◆ WORK TO BE COMPLETED:
Look through the entries that follow and return each line that has the string "CATEGORIES".

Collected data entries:
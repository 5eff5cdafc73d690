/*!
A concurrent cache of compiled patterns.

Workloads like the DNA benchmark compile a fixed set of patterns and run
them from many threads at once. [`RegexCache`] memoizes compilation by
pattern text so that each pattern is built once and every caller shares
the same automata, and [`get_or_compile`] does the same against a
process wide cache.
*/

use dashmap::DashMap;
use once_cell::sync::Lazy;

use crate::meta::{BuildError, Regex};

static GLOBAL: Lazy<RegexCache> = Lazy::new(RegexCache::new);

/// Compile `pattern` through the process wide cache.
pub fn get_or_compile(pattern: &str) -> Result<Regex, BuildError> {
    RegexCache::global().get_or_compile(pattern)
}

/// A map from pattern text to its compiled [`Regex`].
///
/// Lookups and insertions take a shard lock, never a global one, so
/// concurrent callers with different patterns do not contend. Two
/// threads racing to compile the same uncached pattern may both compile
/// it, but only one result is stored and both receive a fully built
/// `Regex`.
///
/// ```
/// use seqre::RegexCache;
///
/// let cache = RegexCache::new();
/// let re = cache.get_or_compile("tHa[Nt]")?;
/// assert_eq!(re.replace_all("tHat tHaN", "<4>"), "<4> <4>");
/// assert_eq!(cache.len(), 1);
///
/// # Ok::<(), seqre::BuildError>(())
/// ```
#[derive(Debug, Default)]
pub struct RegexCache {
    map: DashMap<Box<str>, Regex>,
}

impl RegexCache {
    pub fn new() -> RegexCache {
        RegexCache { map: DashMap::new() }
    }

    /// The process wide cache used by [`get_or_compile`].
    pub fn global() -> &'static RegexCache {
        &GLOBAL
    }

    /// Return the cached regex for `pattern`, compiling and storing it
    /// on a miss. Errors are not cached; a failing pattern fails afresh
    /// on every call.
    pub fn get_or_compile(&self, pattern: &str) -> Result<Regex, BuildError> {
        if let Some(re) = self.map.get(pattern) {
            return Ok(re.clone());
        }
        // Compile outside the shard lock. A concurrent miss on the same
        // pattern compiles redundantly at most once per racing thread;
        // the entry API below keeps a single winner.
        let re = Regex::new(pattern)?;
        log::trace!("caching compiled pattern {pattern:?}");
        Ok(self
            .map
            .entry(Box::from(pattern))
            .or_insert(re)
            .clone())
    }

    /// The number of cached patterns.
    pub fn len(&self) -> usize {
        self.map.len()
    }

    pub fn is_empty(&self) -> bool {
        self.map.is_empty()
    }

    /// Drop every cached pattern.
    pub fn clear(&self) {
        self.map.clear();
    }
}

---

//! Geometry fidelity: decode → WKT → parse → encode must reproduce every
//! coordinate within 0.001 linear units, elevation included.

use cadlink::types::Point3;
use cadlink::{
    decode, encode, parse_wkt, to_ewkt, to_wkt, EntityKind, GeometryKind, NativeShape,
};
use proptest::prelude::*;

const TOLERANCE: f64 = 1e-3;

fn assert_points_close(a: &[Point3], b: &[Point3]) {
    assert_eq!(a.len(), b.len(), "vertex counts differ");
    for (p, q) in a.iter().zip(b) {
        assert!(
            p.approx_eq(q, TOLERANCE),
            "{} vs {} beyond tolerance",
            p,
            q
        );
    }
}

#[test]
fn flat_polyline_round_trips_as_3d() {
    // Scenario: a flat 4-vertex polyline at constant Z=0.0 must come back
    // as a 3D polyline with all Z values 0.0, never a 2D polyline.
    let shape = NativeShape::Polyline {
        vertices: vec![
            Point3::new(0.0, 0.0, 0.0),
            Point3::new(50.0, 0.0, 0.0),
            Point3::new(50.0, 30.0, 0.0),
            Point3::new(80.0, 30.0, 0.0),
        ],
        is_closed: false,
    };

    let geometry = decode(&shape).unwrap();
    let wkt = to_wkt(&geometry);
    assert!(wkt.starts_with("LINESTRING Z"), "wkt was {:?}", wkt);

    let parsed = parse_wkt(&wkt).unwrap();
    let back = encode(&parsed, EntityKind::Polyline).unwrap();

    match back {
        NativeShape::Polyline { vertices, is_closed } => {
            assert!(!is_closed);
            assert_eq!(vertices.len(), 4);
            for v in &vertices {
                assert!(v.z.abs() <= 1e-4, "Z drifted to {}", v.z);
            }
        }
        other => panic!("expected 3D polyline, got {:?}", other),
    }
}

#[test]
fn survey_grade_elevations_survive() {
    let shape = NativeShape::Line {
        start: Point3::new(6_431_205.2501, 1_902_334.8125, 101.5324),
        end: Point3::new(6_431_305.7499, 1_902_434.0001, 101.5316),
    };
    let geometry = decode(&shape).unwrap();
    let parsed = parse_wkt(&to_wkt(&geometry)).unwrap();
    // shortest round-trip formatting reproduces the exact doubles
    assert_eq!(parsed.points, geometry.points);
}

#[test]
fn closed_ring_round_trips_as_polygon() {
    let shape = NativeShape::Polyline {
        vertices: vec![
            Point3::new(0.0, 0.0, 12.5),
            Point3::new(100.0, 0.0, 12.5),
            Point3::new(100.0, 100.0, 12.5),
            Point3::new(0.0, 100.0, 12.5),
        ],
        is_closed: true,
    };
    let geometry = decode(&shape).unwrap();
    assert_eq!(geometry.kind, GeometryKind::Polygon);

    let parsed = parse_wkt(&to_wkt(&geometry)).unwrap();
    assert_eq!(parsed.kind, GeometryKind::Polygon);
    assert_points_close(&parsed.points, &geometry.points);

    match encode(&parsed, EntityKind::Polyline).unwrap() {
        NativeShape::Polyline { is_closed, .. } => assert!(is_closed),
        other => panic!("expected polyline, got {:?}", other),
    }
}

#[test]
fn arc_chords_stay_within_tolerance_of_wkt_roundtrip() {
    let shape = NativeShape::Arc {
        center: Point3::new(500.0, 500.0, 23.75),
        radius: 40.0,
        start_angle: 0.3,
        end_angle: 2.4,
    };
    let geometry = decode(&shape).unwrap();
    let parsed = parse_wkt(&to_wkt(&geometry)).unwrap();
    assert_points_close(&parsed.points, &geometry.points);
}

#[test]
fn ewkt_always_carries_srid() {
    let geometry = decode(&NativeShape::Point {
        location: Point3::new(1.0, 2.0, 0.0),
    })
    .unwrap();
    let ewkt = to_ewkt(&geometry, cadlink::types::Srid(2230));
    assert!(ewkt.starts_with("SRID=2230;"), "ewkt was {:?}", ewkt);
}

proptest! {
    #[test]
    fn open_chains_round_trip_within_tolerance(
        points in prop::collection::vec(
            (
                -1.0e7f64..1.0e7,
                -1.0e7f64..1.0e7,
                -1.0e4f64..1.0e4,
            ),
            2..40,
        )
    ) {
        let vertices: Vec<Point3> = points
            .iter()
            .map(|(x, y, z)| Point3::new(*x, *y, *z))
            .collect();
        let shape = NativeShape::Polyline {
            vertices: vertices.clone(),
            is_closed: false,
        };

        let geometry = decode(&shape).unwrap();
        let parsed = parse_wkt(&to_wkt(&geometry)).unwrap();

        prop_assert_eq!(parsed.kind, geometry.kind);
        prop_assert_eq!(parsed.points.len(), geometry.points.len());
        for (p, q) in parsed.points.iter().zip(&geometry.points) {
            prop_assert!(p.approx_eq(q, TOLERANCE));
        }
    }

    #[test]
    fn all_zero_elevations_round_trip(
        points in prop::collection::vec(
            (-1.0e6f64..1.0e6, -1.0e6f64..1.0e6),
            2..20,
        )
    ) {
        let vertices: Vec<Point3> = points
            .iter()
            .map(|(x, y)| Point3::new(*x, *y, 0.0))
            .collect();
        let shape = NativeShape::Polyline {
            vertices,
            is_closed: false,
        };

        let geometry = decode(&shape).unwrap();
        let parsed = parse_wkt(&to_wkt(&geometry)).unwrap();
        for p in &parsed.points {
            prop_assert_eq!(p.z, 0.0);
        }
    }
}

--

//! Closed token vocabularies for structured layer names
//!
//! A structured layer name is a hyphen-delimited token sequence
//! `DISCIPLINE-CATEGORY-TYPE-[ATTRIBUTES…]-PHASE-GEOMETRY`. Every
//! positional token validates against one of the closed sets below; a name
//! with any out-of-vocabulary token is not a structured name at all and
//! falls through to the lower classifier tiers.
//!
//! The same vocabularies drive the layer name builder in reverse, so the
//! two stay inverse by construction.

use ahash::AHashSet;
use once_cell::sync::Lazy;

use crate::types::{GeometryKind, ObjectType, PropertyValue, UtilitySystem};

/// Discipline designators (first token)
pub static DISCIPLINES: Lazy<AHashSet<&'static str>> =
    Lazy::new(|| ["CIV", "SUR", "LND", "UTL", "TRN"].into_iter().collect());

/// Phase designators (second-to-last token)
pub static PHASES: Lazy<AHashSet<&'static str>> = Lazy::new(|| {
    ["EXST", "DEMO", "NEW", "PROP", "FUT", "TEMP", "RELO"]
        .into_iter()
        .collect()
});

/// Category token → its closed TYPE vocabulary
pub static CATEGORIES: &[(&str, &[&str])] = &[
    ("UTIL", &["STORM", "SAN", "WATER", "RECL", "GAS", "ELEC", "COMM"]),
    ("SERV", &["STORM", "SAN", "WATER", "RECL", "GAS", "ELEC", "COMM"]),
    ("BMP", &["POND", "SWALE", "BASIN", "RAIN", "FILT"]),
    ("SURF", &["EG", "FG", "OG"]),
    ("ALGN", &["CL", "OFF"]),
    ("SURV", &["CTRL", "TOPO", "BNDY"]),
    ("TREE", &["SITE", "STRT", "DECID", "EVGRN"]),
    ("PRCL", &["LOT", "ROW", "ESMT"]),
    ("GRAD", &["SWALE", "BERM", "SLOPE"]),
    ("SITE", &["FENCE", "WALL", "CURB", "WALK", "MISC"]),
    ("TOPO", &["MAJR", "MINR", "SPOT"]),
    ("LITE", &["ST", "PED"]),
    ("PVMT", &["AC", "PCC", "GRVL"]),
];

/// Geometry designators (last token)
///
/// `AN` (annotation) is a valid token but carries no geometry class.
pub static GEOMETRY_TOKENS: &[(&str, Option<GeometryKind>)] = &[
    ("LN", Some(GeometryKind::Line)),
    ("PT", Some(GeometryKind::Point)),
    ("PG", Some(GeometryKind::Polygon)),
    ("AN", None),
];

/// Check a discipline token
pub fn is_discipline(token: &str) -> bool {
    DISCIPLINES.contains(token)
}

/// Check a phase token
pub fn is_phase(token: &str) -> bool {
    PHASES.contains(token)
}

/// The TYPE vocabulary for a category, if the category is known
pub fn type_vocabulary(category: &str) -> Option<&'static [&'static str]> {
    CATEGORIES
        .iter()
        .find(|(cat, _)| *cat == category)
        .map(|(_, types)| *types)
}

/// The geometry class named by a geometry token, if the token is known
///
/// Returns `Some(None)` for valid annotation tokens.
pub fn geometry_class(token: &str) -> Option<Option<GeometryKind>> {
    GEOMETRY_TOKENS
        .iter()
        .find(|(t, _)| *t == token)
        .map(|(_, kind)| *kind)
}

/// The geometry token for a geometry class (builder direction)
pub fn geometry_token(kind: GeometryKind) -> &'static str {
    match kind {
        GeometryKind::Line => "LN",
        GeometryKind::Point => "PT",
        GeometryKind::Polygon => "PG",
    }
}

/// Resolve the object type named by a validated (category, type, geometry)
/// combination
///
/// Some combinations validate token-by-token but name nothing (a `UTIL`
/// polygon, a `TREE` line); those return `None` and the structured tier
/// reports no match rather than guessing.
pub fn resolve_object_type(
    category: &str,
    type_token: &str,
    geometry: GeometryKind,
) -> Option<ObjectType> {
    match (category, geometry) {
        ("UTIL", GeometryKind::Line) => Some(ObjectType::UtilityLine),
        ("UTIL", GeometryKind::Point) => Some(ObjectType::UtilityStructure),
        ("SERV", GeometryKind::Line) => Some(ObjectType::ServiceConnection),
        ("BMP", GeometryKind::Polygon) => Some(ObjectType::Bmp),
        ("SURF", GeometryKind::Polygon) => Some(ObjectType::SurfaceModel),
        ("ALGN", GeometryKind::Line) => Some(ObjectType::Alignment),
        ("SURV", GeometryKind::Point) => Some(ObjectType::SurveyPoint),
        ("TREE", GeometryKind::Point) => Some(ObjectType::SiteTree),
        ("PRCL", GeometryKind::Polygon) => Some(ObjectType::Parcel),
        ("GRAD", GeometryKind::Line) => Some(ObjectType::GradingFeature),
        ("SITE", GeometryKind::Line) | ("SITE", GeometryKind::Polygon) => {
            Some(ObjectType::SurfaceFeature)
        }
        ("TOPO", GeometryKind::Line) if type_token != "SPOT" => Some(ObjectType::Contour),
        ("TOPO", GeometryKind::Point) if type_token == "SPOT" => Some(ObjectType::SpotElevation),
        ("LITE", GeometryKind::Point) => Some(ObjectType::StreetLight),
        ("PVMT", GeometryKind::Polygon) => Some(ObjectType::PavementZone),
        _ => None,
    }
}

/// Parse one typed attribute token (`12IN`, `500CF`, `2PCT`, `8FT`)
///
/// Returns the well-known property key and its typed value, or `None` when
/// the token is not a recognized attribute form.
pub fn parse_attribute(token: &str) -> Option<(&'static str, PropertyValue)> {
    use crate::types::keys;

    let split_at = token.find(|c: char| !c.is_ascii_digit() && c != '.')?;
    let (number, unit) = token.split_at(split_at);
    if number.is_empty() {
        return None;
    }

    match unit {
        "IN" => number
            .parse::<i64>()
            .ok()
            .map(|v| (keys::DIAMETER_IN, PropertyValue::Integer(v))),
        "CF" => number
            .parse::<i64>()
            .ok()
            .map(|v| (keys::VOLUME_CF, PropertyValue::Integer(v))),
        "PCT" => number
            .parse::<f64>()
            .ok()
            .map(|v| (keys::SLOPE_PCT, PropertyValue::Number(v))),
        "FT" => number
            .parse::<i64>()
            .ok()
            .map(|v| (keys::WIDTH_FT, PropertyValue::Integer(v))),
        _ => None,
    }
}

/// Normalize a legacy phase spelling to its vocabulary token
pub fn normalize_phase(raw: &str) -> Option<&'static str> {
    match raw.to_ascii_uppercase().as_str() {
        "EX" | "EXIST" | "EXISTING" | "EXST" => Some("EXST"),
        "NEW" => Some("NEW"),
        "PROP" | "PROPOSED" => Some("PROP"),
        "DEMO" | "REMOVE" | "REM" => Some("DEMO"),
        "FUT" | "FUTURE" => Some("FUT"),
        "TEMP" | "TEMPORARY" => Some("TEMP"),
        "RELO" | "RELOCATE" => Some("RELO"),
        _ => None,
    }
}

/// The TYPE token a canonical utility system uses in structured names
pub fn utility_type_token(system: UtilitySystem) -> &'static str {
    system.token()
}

◆ SOLUTION:
pub static CATEGORIES: &[(&str, &[&str])] = &[
    CATEGORIES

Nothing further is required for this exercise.